* Directions for this task *
Show all lines below holding the string "adapter".

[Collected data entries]
══════════════════════════════

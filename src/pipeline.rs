//! Loading shared by every command: regions, identities, events, sources.

use std::sync::Arc;

use anyhow::{Context, Result, bail};
use tracing::{debug, info, info_span};

use hmhews_events::dibi::{DibiRow, events_from_rows, hierarchy_from_rows};
use hmhews_events::{DibiHttpStore, EventStore, InMemoryEventStore};
use hmhews_index::HazardIndexEngine;
use hmhews_io::{read_dibi_export, read_hierarchy, read_overrides, read_sample_table};
use hmhews_regions::{Hierarchy, IdentityResolver, IdentityTable, OverrideTable};
use hmhews_sources::{
    ForecastPrecipitation, HazardSource, RiskIndex, SatellitePrecipitation, SourceKind,
    SourceRegistry,
};

use crate::config::HmhewsConfig;
use crate::convert::{self, EventStoreKind};

/// Hierarchy names used in logs, reports, and override templates.
pub const BOUNDARY_HIERARCHY: &str = "gadm";
pub const DISASTER_HIERARCHY: &str = "dibi";

/// Both hierarchies and the identity table linking them.
pub struct Identities {
    pub boundary: Hierarchy,
    pub disaster: Hierarchy,
    pub table: IdentityTable,
}

impl Identities {
    /// Boundary region ids at the configured evaluation level.
    pub fn evaluated_regions(&self, config: &HmhewsConfig) -> Result<Vec<String>> {
        let level = convert::parse_level(config.regions.level)?;
        Ok(self
            .boundary
            .at_level(level)
            .map(|r| r.region_id().to_string())
            .collect())
    }
}

/// Rows of the configured DIBI export; empty when none is configured.
pub fn read_export(config: &HmhewsConfig) -> Result<Vec<DibiRow>> {
    let Some(ref path) = config.events.export else {
        debug!("no DIBI export configured");
        return Ok(Vec::new());
    };
    read_dibi_export(path).with_context(|| format!("failed to read DIBI export: {}", path.display()))
}

/// Loads both hierarchies and resolves identities between them.
///
/// Without an explicit `[regions].disaster` list the disaster hierarchy is
/// derived from the event export rows.
pub fn resolve_identities(config: &HmhewsConfig, rows: &[DibiRow]) -> Result<Identities> {
    let _span = info_span!("resolve").entered();
    let regions = &config.regions;
    let boundary = read_hierarchy(&regions.boundary, BOUNDARY_HIERARCHY)
        .with_context(|| format!("failed to load boundary regions: {}", regions.boundary.display()))?;
    let disaster = match regions.disaster {
        Some(ref path) => read_hierarchy(path, DISASTER_HIERARCHY)
            .with_context(|| format!("failed to load disaster regions: {}", path.display()))?,
        None if config.events.export.is_none() => {
            bail!("[regions].disaster is required when [events] has no export")
        }
        None => hierarchy_from_rows(DISASTER_HIERARCHY, rows)
            .context("failed to derive disaster regions from the event export")?,
    };
    let overrides = match regions.overrides {
        Some(ref path) => read_overrides(path)
            .with_context(|| format!("failed to read overrides: {}", path.display()))?,
        None => OverrideTable::new(),
    };

    let table = IdentityResolver::new(overrides)
        .resolve(&boundary, &disaster)
        .context("identity resolution failed")?;
    Ok(Identities {
        boundary,
        disaster,
        table,
    })
}

/// The ground-truth store selected by `[events].store`.
///
/// The `export` store holds every row of the export; `dibi_http` queries
/// DIBI per region and year.
pub fn build_store(config: &HmhewsConfig, rows: &[DibiRow]) -> Result<Box<dyn EventStore>> {
    let events = &config.events;
    match convert::parse_event_store(&events.store)? {
        EventStoreKind::Export => {
            if events.export.is_none() {
                bail!("[events].export is required by the export store");
            }
            let converted = events_from_rows(rows);
            let store = InMemoryEventStore::new(DISASTER_HIERARCHY, converted.events)
                .with_skipped_records(converted.skipped);
            info!(
                events = store.len(),
                regions = store.regions().count(),
                skipped = converted.skipped,
                "event store ready"
            );
            Ok(Box::new(store))
        }
        EventStoreKind::DibiHttp => {
            let http = convert::build_http_config(events)?;
            let store = DibiHttpStore::new(DISASTER_HIERARCHY, http)
                .context("failed to set up the DIBI client")?;
            Ok(Box::new(store))
        }
    }
}

/// Loads every `[[sources]]` table and builds the hazard index engine.
pub fn build_engine(config: &HmhewsConfig) -> Result<HazardIndexEngine> {
    let index = convert::build_index_config(&config.index, &config.sources)?;
    let mut registry = SourceRegistry::new();
    for source in &config.sources {
        let table = read_sample_table(&source.path)
            .with_context(|| format!("failed to load source '{}': {}", source.id, source.path.display()))?;
        let adapter: Arc<dyn HazardSource> = match convert::parse_kind(&source.kind)? {
            SourceKind::Forecast => Arc::new(ForecastPrecipitation::new(&source.id, table)),
            SourceKind::HistoricalSatellite => Arc::new(SatellitePrecipitation::new(&source.id, table)),
            SourceKind::RiskIndex => Arc::new(RiskIndex::new(&source.id, table)),
        };
        registry.register(adapter);
    }
    let retry = convert::build_retry_policy(&config.retry)?;
    HazardIndexEngine::new(index, &registry, retry).context("failed to build hazard index engine")
}

/// Writes a JSON report to `output`, or prints it to stdout.
pub fn emit<T: serde::Serialize>(report: &T, output: Option<&std::path::Path>) -> Result<()> {
    match output {
        Some(path) => {
            hmhews_io::write_json(path, report)
                .with_context(|| format!("failed to write report: {}", path.display()))?;
            info!(path = %path.display(), "report written");
        }
        None => println!("{}", hmhews_evaluate::to_json(report).context("failed to serialize report")?),
    }
    Ok(())
}
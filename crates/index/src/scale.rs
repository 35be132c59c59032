//! Linear scales and decision thresholds.

use serde::Serialize;

use crate::error::IndexError;

/// A linear mapping from a provider's units onto `[0, 1]`.
#[derive(Debug, Clone, Copy, PartialEq, Serialize)]
pub struct Scale {
    min: f64,
    max: f64,
}

impl Scale {
    /// The identity scale `[0, 1]`.
    pub const UNIT: Scale = Scale { min: 0.0, max: 1.0 };

    /// `[0, 50]` mm/day; 50 mm/day is where BMKG's heavy-rain class starts.
    pub const PRECIPITATION_MM_DAY: Scale = Scale { min: 0.0, max: 50.0 };

    pub fn new(min: f64, max: f64) -> Result<Self, IndexError> {
        if !min.is_finite() || !max.is_finite() || max <= min {
            return Err(IndexError::InvalidScale { min, max });
        }
        Ok(Self { min, max })
    }

    pub fn min(&self) -> f64 {
        self.min
    }

    pub fn max(&self) -> f64 {
        self.max
    }

    /// Maps `value` onto `[0, 1]`, clamping outside the bounds.
    pub fn normalize(&self, value: f64) -> f64 {
        ((value - self.min) / (self.max - self.min)).clamp(0.0, 1.0)
    }
}

impl Default for Scale {
    fn default() -> Self {
        Self::UNIT
    }
}

/// The decision threshold, expressed on the deployment's own scale.
///
/// One deployment uses `0.7` on a `[0, 1]` scale, another `6` on `[0, 10]`.
/// Both compare against the normalized hazard value via
/// [`normalized`](Self::normalized).
///
/// ```
/// use hmhews_index::Threshold;
///
/// let t = Threshold::new(6.0, 10.0).unwrap();
/// assert_eq!(t.normalized(), 0.6);
/// assert!(t.is_exceeded_by(0.6));
/// assert!(!t.is_exceeded_by(0.59));
/// ```
#[derive(Debug, Clone, Copy, PartialEq, Serialize)]
pub struct Threshold {
    value: f64,
    scale_max: f64,
}

impl Threshold {
    pub fn new(value: f64, scale_max: f64) -> Result<Self, IndexError> {
        if !scale_max.is_finite() || scale_max <= 0.0 {
            return Err(IndexError::InvalidScale {
                min: 0.0,
                max: scale_max,
            });
        }
        if !value.is_finite() || value < 0.0 || value > scale_max {
            return Err(IndexError::InvalidThreshold { value, scale_max });
        }
        Ok(Self { value, scale_max })
    }

    /// A threshold on the unit scale.
    pub fn unit(value: f64) -> Result<Self, IndexError> {
        Self::new(value, 1.0)
    }

    pub fn value(&self) -> f64 {
        self.value
    }

    pub fn scale_max(&self) -> f64 {
        self.scale_max
    }

    /// The threshold mapped onto `[0, 1]`.
    pub fn normalized(&self) -> f64 {
        self.value / self.scale_max
    }

    /// Returns true when a normalized hazard value predicts a flood.
    pub fn is_exceeded_by(&self, hazard: f64) -> bool {
        hazard >= self.normalized()
    }
}

#[cfg(test)]
mod tests {
    use super::*;

    #[test]
    fn normalize_clamps() {
        let s = Scale::new(0.0, 50.0).unwrap();
        assert_eq!(s.normalize(25.0), 0.5);
        assert_eq!(s.normalize(-3.0), 0.0);
        assert_eq!(s.normalize(120.0), 1.0);
    }

    #[test]
    fn scale_rejects_inverted_bounds() {
        assert!(Scale::new(1.0, 1.0).is_err());
        assert!(Scale::new(2.0, 1.0).is_err());
        assert!(Scale::new(0.0, f64::INFINITY).is_err());
    }

    #[test]
    fn threshold_bounds() {
        assert!(Threshold::unit(0.0).is_ok());
        assert!(Threshold::unit(1.0).is_ok());
        assert_eq!(
            Threshold::unit(1.2),
            Err(IndexError::InvalidThreshold {
                value: 1.2,
                scale_max: 1.0
            })
        );
        assert!(Threshold::new(-0.1, 10.0).is_err());
        assert!(Threshold::new(f64::NAN, 10.0).is_err());
        assert!(Threshold::new(5.0, 0.0).is_err());
    }

    #[test]
    fn zero_threshold_accepts_everything() {
        let t = Threshold::unit(0.0).unwrap();
        assert!(t.is_exceeded_by(0.0));
    }

    #[test]
    fn full_threshold_needs_perfect_score() {
        let t = Threshold::new(10.0, 10.0).unwrap();
        assert!(t.is_exceeded_by(1.0));
        assert!(!t.is_exceeded_by(0.999));
    }
}
//! # hmhews-io
//!
//! File formats at the edge of the backtest: hazard sample tables in
//! Parquet, region lists and DIBI exports in JSON, manual override tables in
//! TOML, and JSON report output. Everything here converts to and from the
//! in-memory types of the other workspace crates.

mod error;
mod json;
mod overrides;
mod parquet_read;
mod parquet_write;
mod validate;
mod writer;

pub use error::IoError;
pub use json::{RegionRecord, read_dibi_export, read_hierarchy, write_json};
pub use overrides::{read_overrides, write_overrides};
pub use parquet_read::read_sample_table;
pub use writer::{Compression, WriterConfig, write_sample_table};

══════════════════════════════

* Result of the exercise *
        let adapter: Arc<dyn HazardSource> = match convert::parse_kind(&source.kind)? {
        registry.register(adapter);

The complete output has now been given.